[Start of section]

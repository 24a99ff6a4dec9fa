//! Comparison operators.

use crate::error::ConditionError;
use crate::value::Kind;
use std::fmt;

#[derive(Debug, Clone, Copy, PartialEq, Eq, Hash)]
pub enum Operator {
    Equals,
    NotEquals,
    Greater,
    GreaterOrEqual,
    Lower,
    LowerOrEqual,
    /// Raw `LIKE` pattern supplied by the caller
    Like,
    /// Raw `ILIKE` pattern supplied by the caller
    ILike,
    /// Substring match, case sensitive
    Contains,
    NotContains,
    /// Substring match, case insensitive
    IContains,
    NotIContains,
    In,
    NotIn,
    /// Record or any of its descendants through the parent relation
    ChildOf,
}

impl Operator {
    pub const ALL: [Operator; 15] = [
        Operator::Equals,
        Operator::NotEquals,
        Operator::Greater,
        Operator::GreaterOrEqual,
        Operator::Lower,
        Operator::LowerOrEqual,
        Operator::Like,
        Operator::ILike,
        Operator::Contains,
        Operator::NotContains,
        Operator::IContains,
        Operator::NotIContains,
        Operator::In,
        Operator::NotIn,
        Operator::ChildOf,
    ];

    /// Token used in serialized domains.
    pub fn token(self) -> &'static str {
        match self {
            Operator::Equals => "=",
            Operator::NotEquals => "!=",
            Operator::Greater => ">",
            Operator::GreaterOrEqual => ">=",
            Operator::Lower => "<",
            Operator::LowerOrEqual => "<=",
            Operator::Like => "=like",
            Operator::ILike => "=ilike",
            Operator::Contains => "like",
            Operator::NotContains => "not like",
            Operator::IContains => "ilike",
            Operator::NotIContains => "not ilike",
            Operator::In => "in",
            Operator::NotIn => "not in",
            Operator::ChildOf => "child_of",
        }
    }

    /// Parse a domain token.
    ///
    /// # Errors
    ///
    /// Returns `ConditionError::UnknownOperator` for unrecognised tokens.
    pub fn from_token(token: &str) -> Result<Self, ConditionError> {
        Operator::ALL
            .iter()
            .copied()
            .find(|op| op.token() == token)
            .ok_or_else(|| ConditionError::UnknownOperator(token.to_string()))
    }

    /// Negative operators also match rows where the column is NULL.
    pub fn is_negative(self) -> bool {
        matches!(
            self,
            Operator::NotEquals | Operator::NotContains | Operator::NotIContains | Operator::NotIn
        )
    }

    /// Whether the operator can compare against values of `kind`.
    /// Null is accepted by every operator.
    pub fn accepts(self, kind: Kind) -> bool {
        if kind == Kind::Null {
            return true;
        }
        match self {
            Operator::Equals | Operator::NotEquals | Operator::In | Operator::NotIn => true,
            Operator::Greater
            | Operator::GreaterOrEqual
            | Operator::Lower
            | Operator::LowerOrEqual => kind.is_ordered(),
            Operator::Like
            | Operator::ILike
            | Operator::Contains
            | Operator::NotContains
            | Operator::IContains
            | Operator::NotIContains => kind == Kind::Text,
            Operator::ChildOf => matches!(
                kind,
                Kind::Integer | Kind::Relation | Kind::RelationList | Kind::List
            ),
        }
    }
}

impl fmt::Display for Operator {
    fn fmt(&self, f: &mut fmt::Formatter<'_>) -> fmt::Result {
        f.write_str(self.token())
    }
}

[End of section]

**GOAL OF THE EXERCISE:**
The records above are to be copied out exactly, line for line.

**WORKED SOLUTION:**
repository 24a99ff6a4dec9fa
//! Comparison operators.

use crate::error::ConditionError;
use crate::value::Kind;
use std::fmt;

#[derive(Debug, Clone, Copy, PartialEq, Eq, Hash)]
pub enum Operator {
    Equals,
    NotEquals,
    Greater,
    GreaterOrEqual,
    Lower,
    LowerOrEqual,
    /// Raw `LIKE` pattern supplied by the caller
    Like,
    /// Raw `ILIKE` pattern supplied by the caller
    ILike,
    /// Substring match, case sensitive
    Contains,
    NotContains,
    /// Substring match, case insensitive
    IContains,
    NotIContains,
    In,
    NotIn,
    /// Record or any of its descendants through the parent relation
    ChildOf,
}

impl Operator {
    pub const ALL: [Operator; 15] = [
        Operator::Equals,
        Operator::NotEquals,
        Operator::Greater,
        Operator::GreaterOrEqual,
        Operator::Lower,
        Operator::LowerOrEqual,
        Operator::Like,
        Operator::ILike,
        Operator::Contains,
        Operator::NotContains,
        Operator::IContains,
        Operator::NotIContains,
        Operator::In,
        Operator::NotIn,
        Operator::ChildOf,
    ];

    /// Token used in serialized domains.
    pub fn token(self) -> &'static str {
        match self {
            Operator::Equals => "=",
            Operator::NotEquals => "!=",
            Operator::Greater => ">",
            Operator::GreaterOrEqual => ">=",
            Operator::Lower => "<",
            Operator::LowerOrEqual => "<=",
            Operator::Like => "=like",
            Operator::ILike => "=ilike",
            Operator::Contains => "like",
            Operator::NotContains => "not like",
            Operator::IContains => "ilike",
            Operator::NotIContains => "not ilike",
            Operator::In => "in",
            Operator::NotIn => "not in",
            Operator::ChildOf => "child_of",
        }
    }

    /// Parse a domain token.
    ///
    /// # Errors
    ///
    /// Returns `ConditionError::UnknownOperator` for unrecognised tokens.
    pub fn from_token(token: &str) -> Result<Self, ConditionError> {
        Operator::ALL
            .iter()
            .copied()
            .find(|op| op.token() == token)
            .ok_or_else(|| ConditionError::UnknownOperator(token.to_string()))
    }

    /// Negative operators also match rows where the column is NULL.
    pub fn is_negative(self) -> bool {
        matches!(
            self,
            Operator::NotEquals | Operator::NotContains | Operator::NotIContains | Operator::NotIn
        )
    }

    /// Whether the operator can compare against values of `kind`.
    /// Null is accepted by every operator.
    pub fn accepts(self, kind: Kind) -> bool {
        if kind == Kind::Null {
            return true;
        }
        match self {
            Operator::Equals | Operator::NotEquals | Operator::In | Operator::NotIn => true,
            Operator::Greater
            | Operator::GreaterOrEqual
            | Operator::Lower
            | Operator::LowerOrEqual => kind.is_ordered(),
            Operator::Like
            | Operator::ILike
            | Operator::Contains
            | Operator::NotContains
            | Operator::IContains
            | Operator::NotIContains => kind == Kind::Text,
            Operator::ChildOf => matches!(
                kind,
                Kind::Integer | Kind::Relation | Kind::RelationList | Kind::List
            ),
        }
    }
}

impl fmt::Display for Operator {
    fn fmt(&self, f: &mut fmt::Formatter<'_>) -> fmt::Result {
        f.write_str(self.token())
    }
}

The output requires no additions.